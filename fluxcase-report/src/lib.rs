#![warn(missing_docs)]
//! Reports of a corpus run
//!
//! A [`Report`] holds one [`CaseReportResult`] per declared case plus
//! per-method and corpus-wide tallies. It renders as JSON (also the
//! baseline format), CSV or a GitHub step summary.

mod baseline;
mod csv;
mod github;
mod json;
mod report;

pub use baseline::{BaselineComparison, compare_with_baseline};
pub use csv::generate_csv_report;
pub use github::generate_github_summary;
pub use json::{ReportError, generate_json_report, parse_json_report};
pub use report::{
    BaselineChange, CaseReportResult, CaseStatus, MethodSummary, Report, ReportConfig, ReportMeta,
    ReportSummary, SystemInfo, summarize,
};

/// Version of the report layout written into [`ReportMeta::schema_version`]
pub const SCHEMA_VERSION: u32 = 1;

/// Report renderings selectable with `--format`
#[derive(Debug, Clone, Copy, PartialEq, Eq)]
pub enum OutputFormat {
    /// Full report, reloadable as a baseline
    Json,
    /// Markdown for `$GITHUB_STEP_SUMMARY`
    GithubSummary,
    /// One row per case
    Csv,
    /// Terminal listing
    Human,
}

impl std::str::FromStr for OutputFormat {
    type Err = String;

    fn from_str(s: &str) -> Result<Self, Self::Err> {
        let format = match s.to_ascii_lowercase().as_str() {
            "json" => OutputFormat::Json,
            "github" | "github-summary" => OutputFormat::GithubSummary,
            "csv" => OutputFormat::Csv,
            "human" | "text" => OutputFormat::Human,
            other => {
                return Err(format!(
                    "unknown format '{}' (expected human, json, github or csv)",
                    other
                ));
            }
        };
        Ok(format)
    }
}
* * *
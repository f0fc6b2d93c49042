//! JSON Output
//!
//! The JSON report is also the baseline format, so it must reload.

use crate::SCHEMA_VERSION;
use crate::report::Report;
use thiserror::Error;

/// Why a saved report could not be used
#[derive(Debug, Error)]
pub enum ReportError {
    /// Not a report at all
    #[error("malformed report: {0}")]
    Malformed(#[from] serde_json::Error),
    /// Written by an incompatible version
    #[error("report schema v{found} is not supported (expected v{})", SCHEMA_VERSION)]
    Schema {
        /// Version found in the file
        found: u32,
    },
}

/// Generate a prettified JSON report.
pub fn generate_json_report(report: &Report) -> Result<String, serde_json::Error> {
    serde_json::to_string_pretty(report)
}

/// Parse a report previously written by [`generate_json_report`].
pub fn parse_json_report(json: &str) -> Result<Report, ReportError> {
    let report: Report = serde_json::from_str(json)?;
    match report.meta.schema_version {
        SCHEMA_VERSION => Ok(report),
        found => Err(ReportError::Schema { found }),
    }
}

- **What is required**:
If a line in the material contains "CaseReportResult", show it.

- **Written response**:
//! A [`Report`] holds one [`CaseReportResult`] per declared case plus
    BaselineChange, CaseReportResult, CaseStatus, MethodSummary, Report, ReportConfig, ReportMeta,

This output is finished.